Are you having a scan to show the follies on the 3rd June? Is that your cd12? I have been told that you should have BMS from about day 10-20 every other day. I've read that Clomid can make you ovulate 5-10 days after your last tablet which would be on day six. 

Hope this helps a little bit?! 

Tamsin


----------



## kdb (Apr 9, 2009)

Hi Hope - it seems to vary woman by woman, but Tamsin's right re; 5-10 days.

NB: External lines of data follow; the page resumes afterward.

// crates/backplane-gateway/src/auth.rs
// ============================================================================
// Module: Authorization Gate
// Description: Basic-auth credential verification against the credential store.
// Purpose: Decide allow/deny for protected routes without leaking existence.
// Dependencies: backplane-core, base64
// ============================================================================

//! ## Overview
//! The authorization gate verifies HTTP basic-auth credentials against the
//! credential store. The username is an application code and the password is
//! the application's API key. All failure modes deny: malformed headers,
//! empty credentials, unknown codes, key mismatches, and store lookup
//! failures. Denial responses are uniform so callers cannot learn whether an
//! application code exists.

// ============================================================================
// SECTION: Imports
// ============================================================================

use backplane_core::AppCode;
use backplane_core::SharedCredentialStore;
use base64::Engine;
use base64::engine::general_purpose::STANDARD as BASE64;

use crate::audit::AuthDecision;

// ============================================================================
// SECTION: Constants
// ============================================================================

/// Challenge value returned alongside 401 denials.
pub const BASIC_CHALLENGE: &str = "Basic realm=\"backplane\"";
/// Header scheme prefix for basic authorization.
const BASIC_SCHEME_PREFIX: &str = "Basic ";

// ============================================================================
// SECTION: Header Parsing
// ============================================================================

/// Parsed basic-auth credentials.
///
/// # Invariants
/// - Fields hold the presented values verbatim; no normalization.
#[derive(Debug, Clone, PartialEq, Eq)]
pub struct BasicCredentials {
    /// Presented username (application code).
    pub username: String,
    /// Presented password (API key).
    pub password: String,
}

/// Parses an `Authorization` header value as basic-auth credentials.
///
/// Returns `None` for any malformed input: wrong scheme, invalid base64,
/// non-UTF-8 payload, or a payload without a `:` separator.
#[must_use]
pub fn parse_basic_credentials(header_value: &str) -> Option<BasicCredentials> {
    let encoded = header_value.strip_prefix(BASIC_SCHEME_PREFIX)?;
    let decoded = BASE64.decode(encoded.trim()).ok()?;
    let text = String::from_utf8(decoded).ok()?;
    let (username, password) = text.split_once(':')?;
    Some(BasicCredentials {
        username: username.to_string(),
        password: password.to_string(),
    })
}

// ============================================================================
// SECTION: Authorization
// ============================================================================

/// Verifies presented credentials against the credential store.
///
/// Returns the decision for auditing; only [`AuthDecision::Allowed`] admits
/// the request. Lookup failures deny fail-closed.
#[must_use]
pub fn authorize(
    store: &SharedCredentialStore,
    username: &str,
    password: &str,
) -> AuthDecision {
    if username.is_empty() || password.is_empty() {
        return AuthDecision::DeniedEmptyCredentials;
    }
    let lookup = store.get(&AppCode::new(username));
    match lookup {
        Ok(Some(credential)) => {
            if credential.api_key == password {
                AuthDecision::Allowed
            } else {
                AuthDecision::DeniedKeyMismatch
            }
        }
        Ok(None) => AuthDecision::DeniedUnknownApp,
        Err(_) => AuthDecision::DeniedStoreFailure,
    }
}

// ============================================================================
// SECTION: Tests
// ============================================================================

#[cfg(test)]
mod tests {
    #![allow(
        clippy::panic,
        clippy::unwrap_used,
        clippy::expect_used,
        reason = "Test-only assertions and helpers are permitted."
    )]

    use backplane_core::AppCode;
    use backplane_core::AppCredential;
    use backplane_core::CredentialStore;
    use backplane_core::InMemoryCredentialStore;
    use backplane_core::SharedCredentialStore;
    use backplane_core::StoreError;
    use base64::Engine;
    use base64::engine::general_purpose::STANDARD as BASE64;

    use super::AuthDecision;
    use super::authorize;
    use super::parse_basic_credentials;

    /// Credential store whose lookups always fail.
    struct FailingCredentialStore;

    impl CredentialStore for FailingCredentialStore {
        fn get(&self, _app_code: &AppCode) -> Result<Option<AppCredential>, StoreError> {
            Err(StoreError::Unavailable("offline".to_string()))
        }

        fn set(&self, _credential: &AppCredential) -> Result<(), StoreError> {
            Err(StoreError::Unavailable("offline".to_string()))
        }
    }

    /// Builds a shared store holding one known credential.
    fn store_with(app_code: &str, api_key: &str) -> SharedCredentialStore {
        let store = InMemoryCredentialStore::new();
        store
            .set(&AppCredential::new(
                AppCode::new(app_code),
                api_key.to_string(),
                "gently golden falcon".to_string(),
            ))
            .expect("seed credential");
        SharedCredentialStore::from_store(store)
    }

    #[test]
    fn matching_credentials_are_allowed() {
        let store = store_with("app_abc", "secret-key");
        assert_eq!(authorize(&store, "app_abc", "secret-key"), AuthDecision::Allowed);
    }

    #[test]
    fn wrong_key_is_denied() {
        let store = store_with("app_abc", "secret-key");
        assert_eq!(authorize(&store, "app_abc", "wrong"), AuthDecision::DeniedKeyMismatch);
    }

    #[test]
    fn unknown_app_is_denied() {
        let store = store_with("app_abc", "secret-key");
        assert_eq!(authorize(&store, "app_other", "secret-key"), AuthDecision::DeniedUnknownApp);
    }

    #[test]
    fn empty_username_or_password_is_denied() {
        let store = store_with("app_abc", "secret-key");
        assert_eq!(authorize(&store, "", "secret-key"), AuthDecision::DeniedEmptyCredentials);
        assert_eq!(authorize(&store, "app_abc", ""), AuthDecision::DeniedEmptyCredentials);
        assert_eq!(authorize(&store, "", ""), AuthDecision::DeniedEmptyCredentials);
    }

    #[test]
    fn store_failure_denies_fail_closed() {
        let store = SharedCredentialStore::from_store(FailingCredentialStore);
        assert_eq!(authorize(&store, "app_abc", "secret-key"), AuthDecision::DeniedStoreFailure);
    }

    #[test]
    fn parse_accepts_well_formed_header() {
        let encoded = BASE64.encode("app_abc:se:cret");
        let parsed = parse_basic_credentials(&format!("Basic {encoded}")).expect("parse");
        assert_eq!(parsed.username, "app_abc");
        // Password keeps everything after the first separator.
        assert_eq!(parsed.password, "se:cret");
    }

    #[test]
    fn parse_rejects_malformed_headers() {
        assert!(parse_basic_credentials("Bearer abc").is_none());
        assert!(parse_basic_credentials("Basic not-base64!!!").is_none());
        let no_separator = BASE64.encode("app_abc");
        assert!(parse_basic_credentials(&format!("Basic {no_separator}")).is_none());
        let not_utf8 = BASE64.encode([0xFF_u8, 0xFE, 0x3A, 0x41]);
        assert!(parse_basic_credentials(&format!("Basic {not_utf8}")).is_none());
    }
}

You can use this calculator to work out the actual dates if that makes it easier:
http://babymed.com/Tools/fertility/clomid/Default.aspx

I'm charting my temperature as well.

/links


----------



## dakota (Feb 6, 2007)

I would go for bms from cd 10 onwards every other day so you cover all bases

  

NIkki xx


----------



## hippychik (Jul 18, 2009)

Hello all,

Can I ask a quick question once you get your postive result on the ovulation test kits how many times should you baby dance that day and the following day? Should you do it on the third day as well?

I am trying to encourage my DH who is feeling rather exhausted by it all  
Hippyx


----------



## ☼♥ Minxy ♥☼ © (Jan 13, 2005)

hippychik said:


> Hello all,
> 
> Can I ask a quick question once you get your postive result on the ovulation test kits how many times should you baby dance that day and the following day? Should you do it on the third day as well?
> 
> ...


Hi

I would try and have as much sex as possible from around cd10 onwards, for at least a week.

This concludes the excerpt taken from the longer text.